Zhang Liang (Chō Ryō in Japanese), whose name is used for the title, is waki, a secondary character, but assumes an extremely important role. In most Noh plays, waki is an onlooker, such as a monk on a pilgrimage or a court officer, who quietly sits in his seat. However, this is not the case in “Chō Ryō.” Changing his costume in the second half of the drama, Zhang Liang appears on stage gallantly, jumps into white-water rapids to pick a shoe up, and does battle against a giant snake. He performs very actively as the main role. This is a difficult, advanced part for a waki performer and therefore, this play is considered to be hiraki-mono (a piece that requires advanced level of performance for players and therefore used to present a performer’s level of maturity). A legend says that the author of this piece, Kanze Kojirō Nobumitsu, was a master waki performer, and in addition to this “Chō Ryō,” he created other dramas such as “Momijigari (Autumn Foliage Viewing)” and “Funa Benkei (Benkei Aboard a Boat ),” in which waki plays an important role.

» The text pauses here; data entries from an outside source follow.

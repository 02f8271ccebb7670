//! UCB1 selection.
//!
//! `score = mean + C * sqrt(ln(N_parent) / N_child)`, with unvisited children
//! scored `+∞` so that every child is sampled once before any is revisited.

use crate::mcts::node::{MctsNode, NodeId};
use crate::mcts::tree::SearchTree;

pub const DEFAULT_EXPLORATION: f64 = std::f64::consts::SQRT_2;

/// UCB1 score of `node` given its parent's visit count.
pub fn ucb1_score<S, C>(node: &MctsNode<S, C>, parent_visits: u32, exploration: f64) -> f64 {
    if node.visit_count == 0 {
        return f64::INFINITY;
    }
    let visits = node.visit_count as f64;
    let exploitation = node.total_value / visits;
    let exploration = exploration * ((parent_visits as f64).ln() / visits).sqrt();
    exploitation + exploration
}

/// Child of `parent` with the highest score; the earliest child wins ties.
pub fn select_best_child<S, C>(tree: &SearchTree<S, C>, parent: NodeId, exploration: f64) -> Option<NodeId> {
    let parent_node = tree.get(parent);
    let mut best: Option<(NodeId, f64)> = None;

    for &child in &parent_node.children {
        let score = ucb1_score(tree.get(child), parent_node.visit_count, exploration);
        if best.is_none_or(|(_, best_score)| score > best_score) {
            best = Some((child, score));
        }
    }

    best.map(|(id, _)| id)
}

/// Descends from the root to a leaf.
pub fn select_leaf<S, C>(tree: &SearchTree<S, C>, exploration: f64) -> NodeId {
    let mut current = tree.root();
    while let Some(child) = select_best_child(tree, current, exploration) {
        current = child;
    }
    current
}
//! Search configuration.
//!
//! The defaults reproduce the bot the benchmark results were collected with:
//! 1000 playouts per candidate action and the textbook UCB1 constant.

use serde::{Deserialize, Serialize};
use std::path::Path;

use crate::mcts::selection::DEFAULT_EXPLORATION;
use crate::mcts::SearchError;

#[derive(Debug, Clone, PartialEq, Serialize, Deserialize)]
#[serde(default)]
pub struct MctsConfig {
    /// Search cycles run under each candidate first action.
    /// Default: 1000
    pub simulations_per_action: u32,

    /// UCB1 exploration constant `C`.
    /// Default: sqrt(2)
    pub exploration_constant: f64,
}

impl Default for MctsConfig {
    fn default() -> Self {
        Self {
            simulations_per_action: 1000,
            exploration_constant: DEFAULT_EXPLORATION,
        }
    }
}

impl MctsConfig {
    pub fn with_simulations(simulations_per_action: u32) -> Self {
        Self {
            simulations_per_action,
            ..Self::default()
        }
    }

    pub fn validate(&self) -> Result<(), SearchError> {
        if self.simulations_per_action == 0 {
            return Err(SearchError::Config(
                "simulations_per_action must be at least 1".to_string(),
            ));
        }
        if !self.exploration_constant.is_finite() || self.exploration_constant < 0.0 {
            return Err(SearchError::Config(format!(
                "exploration_constant must be finite and non-negative, got {}",
                self.exploration_constant
            )));
        }
        Ok(())
    }

    /// Reads a JSON config; missing fields take their default.
    pub fn load_from_file(path: impl AsRef<Path>) -> crate::Result<Self> {
        let text = std::fs::read_to_string(path)?;
        let config: Self = serde_json::from_str(&text)?;
        config.validate()?;
        Ok(config)
    }

    pub fn to_config_string(&self) -> String {
        format!(
            "sims[{}]_c[{:.3}]",
            self.simulations_per_action, self.exploration_constant
        )
    }
}
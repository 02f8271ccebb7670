//! Plays hypothetical rounds for the search.
//!
//! Every seat is driven by the same rollout policy. The emulator owns its RNG
//! so a seeded emulator replays identically.

use crate::game::{ActionContext, GameError, GameState, PlayerDecision};
use crate::mcts::{GameSimulator, Transition};
use crate::policy::ActionPolicy;
use rand::prelude::*;

#[derive(Debug)]
pub struct Emulator {
    policy: Box<dyn ActionPolicy>,
    rng: StdRng,
}

impl Emulator {
    pub fn new(policy: Box<dyn ActionPolicy>, seed: u64) -> Self {
        Self {
            policy,
            rng: StdRng::seed_from_u64(seed),
        }
    }

    /// Lets the rollout policy act for every seat until the round is over.
    pub fn run_until_round_finish(&mut self, state: &mut GameState) -> Result<(), GameError> {
        while let Some(context) = state.action_context() {
            let decision = self.policy.choose(&context, &mut self.rng);
            state.apply_action(decision)?;
        }
        Ok(())
    }
}

impl GameSimulator for Emulator {
    type State = GameState;
    type Context = ActionContext;
    type Move = PlayerDecision;

    fn apply(
        &mut self,
        state: &GameState,
        mv: &PlayerDecision,
    ) -> Result<Transition<GameState, ActionContext>, GameError> {
        let mut next = state.clone();
        next.apply_action(*mv)?;
        let context = next.action_context();
        Ok(Transition { state: next, context })
    }

    fn roll_forward(&mut self, state: &GameState) -> Result<GameState, GameError> {
        let mut next = state.clone();
        self.run_until_round_finish(&mut next)?;
        Ok(next)
    }

    fn stack_of(&self, state: &GameState, agent: &str) -> Option<u32> {
        state.stack_of(agent)
    }

    fn is_round_finished(&self, state: &GameState) -> bool {
        state.is_round_finished()
    }

    fn is_active(&self, state: &GameState, agent: &str) -> bool {
        state.seat(agent).is_some_and(|seat| seat.is_contender())
    }

    fn next_actor<'s>(&self, state: &'s GameState) -> Option<&'s str> {
        state
            .next_player()
            .map(|idx| state.seats()[idx].uuid.as_str())
    }
}
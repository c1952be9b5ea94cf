//! Buffer pool statistics tracking.

use std::fmt;
use std::sync::atomic::{AtomicU64, Ordering};

/// Statistics tracked by the buffer pool.
///
/// All fields are atomic and updated outside the slot-table lock.
///
/// # Memory Ordering
/// We use `Ordering::Relaxed` for all operations because:
/// - We only need atomicity (no partial updates)
/// - We don't need synchronization between different counters
/// - Statistics are "eventually consistent"; exact ordering doesn't matter
///
/// # Example
/// ```
/// use scratchpool::BufferPoolStats;
/// use std::sync::atomic::Ordering;
///
/// let stats = BufferPoolStats::new();
/// stats.hits.fetch_add(1, Ordering::Relaxed);
/// assert_eq!(stats.hits.load(Ordering::Relaxed), 1);
/// ```
#[derive(Debug)]
pub struct BufferPoolStats {
    /// Requests served from a cached buffer.
    pub hits: AtomicU64,

    /// Requests that had to allocate.
    pub misses: AtomicU64,

    /// Buffers handed back to the pool.
    pub releases: AtomicU64,

    /// Live entries displaced by a release into a full table.
    pub evictions: AtomicU64,

    /// Dead slots cleared by a scan.
    pub dead_cleared: AtomicU64,

    /// Calls to `grow_and_copy`.
    pub grows: AtomicU64,

    /// Cached buffers dropped by the retention queue.
    pub reclaimed: AtomicU64,
}

impl BufferPoolStats {
    /// Create a new stats tracker with all counters at zero.
    pub fn new() -> Self {
        Self {
            hits: AtomicU64::new(0),
            misses: AtomicU64::new(0),
            releases: AtomicU64::new(0),
            evictions: AtomicU64::new(0),
            dead_cleared: AtomicU64::new(0),
            grows: AtomicU64::new(0),
            reclaimed: AtomicU64::new(0),
        }
    }

    /// Calculate cache hit rate (0.0 to 1.0).
    pub fn hit_rate(&self) -> f64 {
        self.snapshot().hit_rate()
    }

    /// Get a snapshot of current statistics.
    ///
    /// This returns a non-atomic copy for display/logging.
    pub fn snapshot(&self) -> StatsSnapshot {
        StatsSnapshot {
            hits: self.hits.load(Ordering::Relaxed),
            misses: self.misses.load(Ordering::Relaxed),
            releases: self.releases.load(Ordering::Relaxed),
            evictions: self.evictions.load(Ordering::Relaxed),
            dead_cleared: self.dead_cleared.load(Ordering::Relaxed),
            grows: self.grows.load(Ordering::Relaxed),
            reclaimed: self.reclaimed.load(Ordering::Relaxed),
        }
    }

    /// Reset all counters to zero.
    pub fn reset(&self) {
        self.hits.store(0, Ordering::Relaxed);
        self.misses.store(0, Ordering::Relaxed);
        self.releases.store(0, Ordering::Relaxed);
        self.evictions.store(0, Ordering::Relaxed);
        self.dead_cleared.store(0, Ordering::Relaxed);
        self.grows.store(0, Ordering::Relaxed);
        self.reclaimed.store(0, Ordering::Relaxed);
    }

    #[inline]
    pub(crate) fn add(counter: &AtomicU64, n: usize) {
        if n > 0 {
            counter.fetch_add(n as u64, Ordering::Relaxed);
        }
    }
}

impl Default for BufferPoolStats {
    fn default() -> Self {
        Self::new()
    }
}

/// A point-in-time snapshot of buffer pool statistics.
///
/// Unlike `BufferPoolStats`, this is not atomic and can be safely
/// printed, compared, etc.
#[derive(Debug, Clone, Copy, PartialEq, Eq, Default)]
pub struct StatsSnapshot {
    pub hits: u64,
    pub misses: u64,
    pub releases: u64,
    pub evictions: u64,
    pub dead_cleared: u64,
    pub grows: u64,
    pub reclaimed: u64,
}

impl StatsSnapshot {
    /// Calculate cache hit rate (0.0 to 1.0).
    pub fn hit_rate(&self) -> f64 {
        let total = self.hits + self.misses;
        if total == 0 {
            0.0
        } else {
            self.hits as f64 / total as f64
        }
    }
}

impl fmt::Display for StatsSnapshot {
    fn fmt(&self, f: &mut fmt::Formatter<'_>) -> fmt::Result {
        write!(
            f,
            "Stats {{ hits: {}, misses: {}, releases: {}, evictions: {}, reclaimed: {}, hit_rate: {:.2}% }}",
            self.hits,
            self.misses,
            self.releases,
            self.evictions,
            self.reclaimed,
            self.hit_rate() * 100.0
        )
    }
}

We cannot ignore the presence of the stage prop in the play, a shoe. Usually, an observer (kōken) tosses the shoe. Although the kōken aims and tosses the shoe to a predetermined place, where the shoe actually lands changes every time the play is performed, creating variations in the movements of waki and tsure. This makes the drama even more entertaining. Some schools have the lead character (shite) wear the shoes when he appears on the stage.